:: Material supplied ::
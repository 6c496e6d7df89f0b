//! In-process tool functions
//!
//! A name-keyed registry of handlers that run inside the gateway process.
//! Handlers are synchronous and cheap; anything that needs I/O belongs in a
//! device tool or a provider.

use serde_json::{json, Value};
use std::collections::HashMap;
use std::sync::atomic::Ordering;
use std::sync::Arc;

use super::{ToolContext, ToolResult};
use crate::providers::FunctionDescriptor;

pub type ToolHandler = Arc<dyn Fn(&ToolContext, &Value) -> ToolResult + Send + Sync>;

pub struct FunctionRegistry {
    functions: HashMap<String, (FunctionDescriptor, ToolHandler)>,
}

impl FunctionRegistry {
    pub fn new() -> Self {
        Self {
            functions: HashMap::new(),
        }
    }

    /// Registry preloaded with the stock functions.
    pub fn with_defaults() -> Self {
        let mut registry = Self::new();

        registry.register(
            FunctionDescriptor::new(
                "get_time",
                "Get the current date and time. Use when the user asks what time or day it is.",
                json!({"type": "object", "properties": {}}),
            ),
            Arc::new(|_ctx, _args| {
                let now = chrono::Local::now();
                ToolResult::req_llm(format!(
                    "The current time is {} on {}.",
                    now.format("%H:%M"),
                    now.format("%A, %Y-%m-%d")
                ))
            }),
        );

        registry.register(
            FunctionDescriptor::new(
                "exit_conversation",
                "End the conversation when the user says goodbye or asks to stop.",
                json!({
                    "type": "object",
                    "properties": {
                        "farewell": {"type": "string", "description": "Short goodbye to speak"}
                    }
                }),
            ),
            Arc::new(|ctx, args| {
                ctx.close_after_chat.store(true, Ordering::SeqCst);
                let farewell = args
                    .get("farewell")
                    .and_then(|v| v.as_str())
                    .unwrap_or("Goodbye!");
                ToolResult::response(farewell)
            }),
        );

        registry
    }

    pub fn register(&mut self, descriptor: FunctionDescriptor, handler: ToolHandler) {
        self.functions
            .insert(descriptor.function.name.clone(), (descriptor, handler));
    }

    pub fn descriptors(&self) -> Vec<FunctionDescriptor> {
        self.functions.values().map(|(d, _)| d.clone()).collect()
    }

    /// Run a registered function; `None` if the name is not ours.
    pub fn invoke(&self, ctx: &ToolContext, name: &str, args: &Value) -> Option<ToolResult> {
        let (_, handler) = self.functions.get(name)?;
        Some(handler(ctx, args))
    }
}

impl Default for FunctionRegistry {
    fn default() -> Self {
        Self::with_defaults()
    }
}
#[cfg(test)]
mod tests {
    use super::*;

    #[test]
    fn test_extract_json_object_simple() {
        let text = r#"<tool_call>{"name":"X","arguments":{"a":1}}</tool_call>"#;
        assert_eq!(
            extract_json_object(text),
            Some(r#"{"name":"X","arguments":{"a":1}}"#)
        );
    }

    #[test]
    fn test_extract_json_object_with_braces_in_strings() {
        let text = r#"noise {"name":"f","arguments":{"s":"q{u}o"}} tail"#;
        assert_eq!(
            extract_json_object(text),
            Some(r#"{"name":"f","arguments":{"s":"q{u}o"}}"#)
        );
    }

    #[test]
    fn test_extract_json_object_unbalanced() {
        assert_eq!(extract_json_object(r#"{"name": "x""#), None);
        assert_eq!(extract_json_object("no json here"), None);
    }

    #[test]
    fn test_resolve_structured_call_takes_precedence() {
        let call = resolve_tool_call(
            Some("id1".to_string()),
            Some("get_weather".to_string()),
            r#"{"city":"Oslo"}"#.to_string(),
            r#"<tool_call>{"name":"other"}</tool_call>"#,
        )
        .unwrap();
        assert_eq!(call.id, "id1");
        assert_eq!(call.name, "get_weather");
        assert_eq!(call.arguments, r#"{"city":"Oslo"}"#);
    }

    #[test]
    fn test_resolve_inline_fallback() {
        let call = resolve_tool_call(
            None,
            None,
            String::new(),
            r#"<tool_call>{"name":"X","arguments":{"a":1}}</tool_call>"#,
        )
        .unwrap();
        assert_eq!(call.name, "X");
        assert_eq!(call.arguments, r#"{"a":1}"#);
        assert!(!call.id.is_empty());
    }

    #[test]
    fn test_resolve_inline_string_arguments() {
        let call = resolve_tool_call(
            None,
            None,
            String::new(),
            r#"<tool_call>{"name":"X","arguments":"{\"a\":1}"}</tool_call>"#,
        )
        .unwrap();
        assert_eq!(call.arguments, r#"{"a":1}"#);
    }

    #[test]
    fn test_resolve_garbage_is_none() {
        assert!(resolve_tool_call(None, None, String::new(), "<tool_call>oops").is_none());
        assert!(resolve_tool_call(None, None, String::new(), r#"{"no_name":1}"#).is_none());
    }

    #[test]
    fn test_infer_emotion() {
        assert_eq!(infer_emotion("I'm sorry about that").0, "sad");
        assert_eq!(infer_emotion("That's great!").0, "excited");
        assert_eq!(infer_emotion("Hmm, what do you mean?").0, "thinking");
        assert_eq!(infer_emotion("The weather is mild today.").0, "happy");
    }

    mod turns {
        use super::super::*;
        use crate::connection::test_support::{collect_tts_states, make_state, ScriptedLlm};
        use crate::dialogue::Role;
        use crate::providers::LlmEvent;
        use std::sync::Arc;

        #[tokio::test]
        async fn test_plain_turn_brackets_and_dialogue() {
            let llm = Arc::new(ScriptedLlm::new(vec![vec![
                LlmEvent::Content("Hello ".to_string()),
                LlmEvent::Content("there. How are you?".to_string()),
            ]]));
            let (state, mut rx) = make_state(llm);

            chat(&state, "hi", false, 0).await;

            let states = collect_tts_states(&mut rx).await;
            assert_eq!(states.first().map(|s| s.as_str()), Some("start"));
            assert_eq!(states.last().map(|s| s.as_str()), Some("stop"));
            assert_eq!(states.iter().filter(|s| *s == "start").count(), 1);
            assert_eq!(states.iter().filter(|s| *s == "stop").count(), 1);

            let dialogue = state.dialogue.lock().unwrap();
            let messages = dialogue.messages();
            assert_eq!(messages[0].role, Role::User);
            assert_eq!(messages[0].content.as_deref(), Some("hi"));
            let last = messages.last().unwrap();
            assert_eq!(last.role, Role::Assistant);
            assert_eq!(
                last.content.as_deref(),
                Some("Hello there. How are you?")
            );
        }

        #[tokio::test]
        async fn test_tool_call_turn_reenters_llm() {
            // First stream: structured tool call; second stream (re-entry):
            // the phrased answer.
            let llm = Arc::new(ScriptedLlm::new(vec![
                vec![LlmEvent::ToolCallDelta {
                    id: Some("call_1".to_string()),
                    name: Some("get_time".to_string()),
                    arguments: "{}".to_string(),
                }],
                vec![LlmEvent::Content("It is almost noon.".to_string())],
            ]));
            let (state, mut rx) = make_state(llm);

            chat(&state, "what time is it", false, 0).await;

            let states = collect_tts_states(&mut rx).await;
            assert_eq!(states.iter().filter(|s| *s == "start").count(), 1);
            assert_eq!(states.iter().filter(|s| *s == "stop").count(), 1);

            let dialogue = state.dialogue.lock().unwrap();
            let messages = dialogue.messages();
            // user, assistant(tool_calls), tool, assistant(answer)
            let tool_idx = messages
                .iter()
                .position(|m| m.role == Role::Tool)
                .expect("tool message present");
            let caller = &messages[tool_idx - 1];
            assert_eq!(caller.role, Role::Assistant);
            assert_eq!(
                caller.tool_calls.as_ref().unwrap()[0].id,
                *messages[tool_idx].tool_call_id.as_ref().unwrap()
            );
            let last = messages.last().unwrap();
            assert_eq!(last.role, Role::Assistant);
            assert!(!last.content.as_deref().unwrap_or("").is_empty());
        }

        #[tokio::test]
        async fn test_abort_mid_stream_keeps_partial_dialogue() {
            let events: Vec<LlmEvent> = (0..50)
                .map(|i| LlmEvent::Content(format!("Sentence number {i}. ")))
                .collect();
            let llm = Arc::new(ScriptedLlm::new(vec![events]));
            let (state, mut rx) = make_state(llm);

            let abort_flag = state.client_abort.clone();
            let abort_task = tokio::spawn(async move {
                tokio::time::sleep(std::time::Duration::from_millis(20)).await;
                abort_flag.store(true, std::sync::atomic::Ordering::SeqCst);
            });

            chat(&state, "tell me everything", false, 0).await;
            abort_task.await.unwrap();

            // No LAST was pushed by the turn itself.
            let states = collect_tts_states(&mut rx).await;
            assert_eq!(states.iter().filter(|s| *s == "stop").count(), 0);

            // Whatever streamed before the abort is retained.
            let dialogue = state.dialogue.lock().unwrap();
            let last = dialogue.messages().last().unwrap();
            assert_eq!(last.role, Role::Assistant);
            assert!(last.content.as_deref().unwrap_or("").contains("Sentence"));
        }

        #[tokio::test]
        async fn test_llm_failure_speaks_sentinel_and_closes_turn() {
            struct FailingLlm;
            #[async_trait::async_trait]
            impl crate::providers::Llm for FailingLlm {
                async fn response(
                    &self,
                    _s: &str,
                    _m: Vec<crate::dialogue::Message>,
                ) -> anyhow::Result<tokio::sync::mpsc::Receiver<LlmEvent>> {
                    anyhow::bail!("backend down")
                }
                async fn response_with_functions(
                    &self,
                    _s: &str,
                    _m: Vec<crate::dialogue::Message>,
                    _f: Vec<crate::providers::FunctionDescriptor>,
                ) -> anyhow::Result<tokio::sync::mpsc::Receiver<LlmEvent>> {
                    anyhow::bail!("backend down")
                }
                async fn response_no_stream(&self, _s: &str, _q: &str) -> anyhow::Result<String> {
                    anyhow::bail!("backend down")
                }
            }

            let (state, mut rx) = make_state(Arc::new(FailingLlm));
            chat(&state, "hi", false, 0).await;

            let states = collect_tts_states(&mut rx).await;
            // Turn still closes normally: start, sentinel sentence, stop.
            assert_eq!(states.first().map(|s| s.as_str()), Some("start"));
            assert_eq!(states.last().map(|s| s.as_str()), Some("stop"));
            assert!(states.iter().any(|s| s == "sentence_start"));
        }
    }
}
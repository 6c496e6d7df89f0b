//! Streaming audio: VAD, decoding, utterance segmentation, TTS delivery

pub mod codec;
pub mod pipeline;
pub mod tts_stream;
pub mod vad;

pub use pipeline::{AudioEvent, ListenMode, Utterance};
pub use tts_stream::{ContentType, SentenceType, TtsMessage};
//! Text message router
//!
//! Dispatches UTF-8 JSON frames by their `type` discriminator. Two legacy
//! contracts survive from the original firmware: malformed JSON is echoed
//! back verbatim, and a bare JSON integer is echoed back as-is.

use serde_json::{json, Value};
use std::sync::atomic::Ordering;
use std::sync::Arc;
use tracing::{debug, info, warn};

use super::{chat, wakeup, ConnectionState, Outbound};
use crate::tools::mcp::McpClient;
use crate::voice::pipeline::{AudioEvent, ListenMode};

pub async fn handle_text_message(state: &Arc<ConnectionState>, raw: &str) {
    let parsed: Value = match serde_json::from_str(raw) {
        Ok(parsed) => parsed,
        Err(_) => {
            // Legacy contract: echo unparseable frames back verbatim.
            debug!("Echoing malformed frame ({} bytes)", raw.len());
            let _ = state
                .outbound()
                .send(Outbound::Text(raw.to_string()))
                .await;
            return;
        }
    };

    if parsed.is_number() {
        info!("Received numeric frame: {}", raw);
        let _ = state
            .outbound()
            .send(Outbound::Text(raw.to_string()))
            .await;
        return;
    }

    match parsed.get("type").and_then(|t| t.as_str()) {
        Some("hello") => handle_hello(state, &parsed).await,
        Some("abort") => handle_abort(state).await,
        Some("listen") => handle_listen(state, &parsed).await,
        Some("iot") => handle_iot(state, &parsed).await,
        Some("mcp") => handle_mcp(state, &parsed).await,
        Some("server") => handle_server_control(state, &parsed).await,
        other => {
            warn!("Unknown message type {:?}: {}", other, raw);
        }
    }
}

/// Capture audio params and features, echo the welcome. `features.mcp`
/// spawns the tool-protocol init and list-tools handshakes off the read loop.
async fn handle_hello(state: &Arc<ConnectionState>, msg: &Value) {
    let mut audio_params = msg.get("audio_params").cloned();

    if let Some(params) = &audio_params {
        if let Some(format) = params.get("format").and_then(|f| f.as_str()) {
            info!("Client audio format: {}", format);
            *state.audio_format.lock().unwrap() = format.to_string();
            state.audio_event(AudioEvent::SetFormat(format.to_string()));
        }
    } else {
        audio_params = Some(json!({"format": "opus", "sample_rate": 16000}));
    }

    if let Some(features) = msg.get("features") {
        info!("Client features: {}", features);
        *state.features.lock().unwrap() = Some(features.clone());

        if features.get("mcp").and_then(|v| v.as_bool()).unwrap_or(false) {
            let client = Arc::new(McpClient::new(state.outbound()));
            state.set_mcp_client(client.clone());

            let init_client = client.clone();
            tokio::spawn(async move {
                if let Err(e) = init_client.initialize().await {
                    warn!("Tool protocol init failed: {}", e);
                }
            });
            tokio::spawn(async move {
                if let Err(e) = client.request_tools_list().await {
                    warn!("Tool list request failed: {}", e);
                }
            });
        }
    }

    state
        .send_json(json!({
            "type": "hello",
            "transport": "websocket",
            "session_id": state.session_id,
            "audio_params": audio_params,
        }))
        .await;
}

/// Set the turn-abort flag, clear TTS output, and flush the client out of
/// the speaking state immediately.
async fn handle_abort(state: &Arc<ConnectionState>) {
    info!("Abort requested by client");
    state.client_abort.store(true, Ordering::SeqCst);
    state.client_is_speaking.store(false, Ordering::SeqCst);
    state
        .send_json(json!({
            "type": "tts",
            "state": "stop",
            "sentence_id": state.current_sentence_id(),
        }))
        .await;
}

async fn handle_listen(state: &Arc<ConnectionState>, msg: &Value) {
    if let Some(mode) = msg.get("mode").and_then(|m| m.as_str()) {
        let mode = ListenMode::from_str(mode);
        *state.listen_mode.lock().unwrap() = mode;
        debug!("Listen mode: {:?}", mode);
    }

    match msg.get("state").and_then(|s| s.as_str()) {
        Some("start") => {
            let mode = *state.listen_mode.lock().unwrap();
            state.audio_event(AudioEvent::ListenStart(mode));
        }
        Some("stop") => {
            state.audio_event(AudioEvent::ListenStop);
        }
        Some("detect") => {
            state.audio_event(AudioEvent::Reset);
            if let Some(text) = msg.get("text").and_then(|t| t.as_str()) {
                handle_detect_text(state, text).await;
            }
        }
        other => warn!("Unknown listen state: {:?}", other),
    }
}

/// Wake-phrase path. A configured wake phrase either plays the cached
/// greeting, starts a canned chat, or (greeting disabled) just resets the
/// client's speaking state; any other detect text goes to chat.
async fn handle_detect_text(state: &Arc<ConnectionState>, text: &str) {
    let config = state.config();
    let filtered = wakeup::filter_punctuation(text);
    let is_wakeup = config
        .wakeup_words
        .iter()
        .any(|w| wakeup::filter_punctuation(w) == filtered);

    if is_wakeup && !config.enable_greeting {
        chat::send_stt(state, text).await;
        state
            .send_json(json!({"type": "tts", "state": "stop"}))
            .await;
        state.client_is_speaking.store(false, Ordering::SeqCst);
        return;
    }

    let state = state.clone();
    let text = text.to_string();
    tokio::spawn(async move {
        if is_wakeup {
            if wakeup::check_wakeup_words(&state, &text).await {
                return;
            }
            chat::start_to_chat(&state, "Hello!").await;
        } else {
            chat::start_to_chat(&state, &text).await;
        }
    });
}

async fn handle_iot(state: &Arc<ConnectionState>, msg: &Value) {
    let iot = state.dispatcher.iot();
    if let Some(descriptors) = msg.get("descriptors") {
        let iot = iot.clone();
        let descriptors = descriptors.clone();
        tokio::spawn(async move { iot.handle_descriptors(&descriptors).await });
    }
    if let Some(states) = msg.get("states") {
        let states = states.clone();
        tokio::spawn(async move { iot.handle_states(&states).await });
    }
}

async fn handle_mcp(state: &Arc<ConnectionState>, msg: &Value) {
    let Some(payload) = msg.get("payload") else {
        return;
    };
    let Some(client) = state.mcp_client() else {
        warn!("Tool-protocol payload before hello negotiated mcp");
        return;
    };
    let payload = payload.clone();
    tokio::spawn(async move { client.handle_payload(&payload).await });
}

/// Control-plane messages: shared-secret check, then `update_config` or
/// `restart`. Disabled unless the config opts in.
async fn handle_server_control(state: &Arc<ConnectionState>, msg: &Value) {
    let config = state.config();
    if !config.enable_server_control {
        debug!("Server control message ignored (disabled)");
        return;
    }

    let sent_secret = msg
        .get("content")
        .and_then(|c| c.get("secret"))
        .and_then(|s| s.as_str())
        .unwrap_or("");
    if sent_secret != config.server.auth_key {
        state
            .send_json(json!({
                "type": "server",
                "status": "error",
                "message": "Secret verification failed"
            }))
            .await;
        return;
    }

    match msg.get("action").and_then(|a| a.as_str()) {
        Some("update_config") => {
            let updated = match state.server.upgrade() {
                Some(server) => server.update_config().await.is_ok(),
                None => false,
            };
            if updated {
                state
                    .send_json(json!({
                        "type": "server",
                        "status": "success",
                        "message": "Configuration updated"
                    }))
                    .await;
            } else {
                state
                    .send_json(json!({
                        "type": "server",
                        "status": "error",
                        "message": "Configuration update failed"
                    }))
                    .await;
            }
        }
        Some("restart") => {
            info!("Restart requested over the control plane");
            state
                .send_json(json!({
                    "type": "server",
                    "status": "success",
                    "message": "Server restarting...",
                    "content": {"action": "restart"}
                }))
                .await;
            if let Some(server) = state.server.upgrade() {
                server.restart();
            }
        }
        other => {
            warn!("Unknown server action: {:?}", other);
        }
    }
}
//! Diatonic chord construction from scale degrees

use crate::notes::{transpose_pitch_class, Degree, KeyName, Mode};
use crate::scales::scale_pitch_classes;

struct ChordQuality {
    triad: [u8; 3],
    seventh: u8,
}

/// Diatonic triad quality per degree: I ii iii IV V vi vii°
const MAJOR_QUALITIES: [ChordQuality; 7] = [
    ChordQuality { triad: [0, 4, 7], seventh: 11 },
    ChordQuality { triad: [0, 3, 7], seventh: 10 },
    ChordQuality { triad: [0, 3, 7], seventh: 10 },
    ChordQuality { triad: [0, 4, 7], seventh: 11 },
    ChordQuality { triad: [0, 4, 7], seventh: 10 },
    ChordQuality { triad: [0, 3, 7], seventh: 10 },
    ChordQuality { triad: [0, 3, 6], seventh: 10 },
];

/// i ii° III iv V VI vii° (natural minor, major dominant)
const MINOR_QUALITIES: [ChordQuality; 7] = [
    ChordQuality { triad: [0, 3, 7], seventh: 10 },
    ChordQuality { triad: [0, 3, 7], seventh: 10 },
    ChordQuality { triad: [0, 4, 7], seventh: 11 },
    ChordQuality { triad: [0, 3, 7], seventh: 10 },
    ChordQuality { triad: [0, 4, 7], seventh: 10 },
    ChordQuality { triad: [0, 4, 7], seventh: 11 },
    ChordQuality { triad: [0, 3, 6], seventh: 10 },
];

/// Pitch classes of the diatonic chord on a scale degree, optionally with
/// its seventh
pub fn chord_pitch_classes(
    key: KeyName,
    mode: Mode,
    degree: Degree,
    include_seventh: bool,
) -> Vec<u8> {
    let scale = scale_pitch_classes(key, mode);
    let qualities = match mode {
        Mode::Major => &MAJOR_QUALITIES,
        Mode::Minor => &MINOR_QUALITIES,
    };
    let index = degree as usize % scale.len();
    let root = scale[index];
    let quality = &qualities[index];

    let mut chord: Vec<u8> = quality
        .triad
        .iter()
        .map(|&interval| transpose_pitch_class(root, interval))
        .collect();
    if include_seventh {
        chord.push(transpose_pitch_class(root, quality.seventh));
    }
    chord
}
:::
> What you are asked to do
The answer should consist solely of the lines from the first line above through the one with "use std::collections::HashMap;", both included, repeated exactly.

> Written answer
repository 6c496e6d7df89f0b
//! In-process tool functions
//!
//! A name-keyed registry of handlers that run inside the gateway process.
//! Handlers are synchronous and cheap; anything that needs I/O belongs in a
//! device tool or a provider.

use serde_json::{json, Value};
use std::collections::HashMap;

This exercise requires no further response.